[Start of section]

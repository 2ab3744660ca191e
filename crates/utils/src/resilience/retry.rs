//! Retry logic and recovery suggestions for store calls

use super::config::RetryConfig;
use appenv_core::{Error, Result};
use std::future::Future;
use tokio::time::sleep;

/// Execute an operation, retrying retryable failures with backoff.
///
/// A failure carrying a `retry_after` hint waits for that long instead of the
/// computed backoff. Non-retryable failures return immediately.
pub async fn retry<F, Fut, T>(config: &RetryConfig, operation: F) -> Result<T>
where
    F: Fn() -> Fut,
    Fut: Future<Output = Result<T>>,
{
    let max_attempts = config.max_attempts.max(1);
    let mut attempt = 0;

    loop {
        match operation().await {
            Ok(result) => {
                if attempt > 0 {
                    tracing::debug!(retries = attempt, "operation succeeded after retries");
                }
                return Ok(result);
            }
            Err(error) => {
                attempt += 1;
                if attempt >= max_attempts || !error.is_retryable() {
                    return Err(error);
                }

                let delay = config.delay_for(attempt - 1, error.retry_after());
                tracing::warn!(
                    attempt,
                    max_attempts,
                    kind = %error.kind(),
                    status = ?error.status(),
                    delay_ms = delay.as_millis() as u64,
                    "operation failed, retrying"
                );
                sleep(delay).await;
            }
        }
    }
}

/// Suggest a recovery action for an error
pub fn suggest_recovery(error: &Error) -> String {
    match error {
        Error::StoreFetch {
            status: Some(404), ..
        } => "Key not found: check the key name and label in your settings.".to_string(),
        Error::StoreFetch {
            status: Some(401 | 403),
            ..
        }
        | Error::SecretResolution {
            status: Some(401 | 403),
            ..
        } => "Access denied: make sure the access token is valid and grants read access."
            .to_string(),
        Error::SecretResolution {
            status: Some(404), ..
        } => "Secret not found: the reference points at a secret or version that does not exist."
            .to_string(),
        Error::StoreFetch { .. } | Error::SecretResolution { .. } => {
            "The store returned an error. Try again later.".to_string()
        }
        Error::MalformedReference { reason, .. } => format!(
            "The stored secret reference is malformed ({reason}). Expected a JSON document \
             like {{\"uri\": \"https://<vault>/secrets/<name>\"}}."
        ),
        Error::RateLimited { service, .. } => {
            format!("The {service} is throttling requests. Reduce concurrency or try again later.")
        }
        Error::Network { .. } => "Network error: check your connection and the endpoint URL."
            .to_string(),
        Error::Timeout { .. } => {
            "Request timed out: try again or raise request_timeout_ms.".to_string()
        }
        Error::Configuration { message } => {
            format!("Configuration error: {message}. Check your appenv.json settings.")
        }
        Error::Environment { .. } | Error::FileSystem { .. } | Error::Json { .. } => {
            "An error occurred. Please check the logs for more details.".to_string()
        }
    }
}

[End of section]

§ **What the task asks**
Go through the records and copy each line with "that" in it.

§ **Response box**
/// A failure carrying a `retry_after` hint waits for that long instead of the
        } => "Secret not found: the reference points at a secret or version that does not exist."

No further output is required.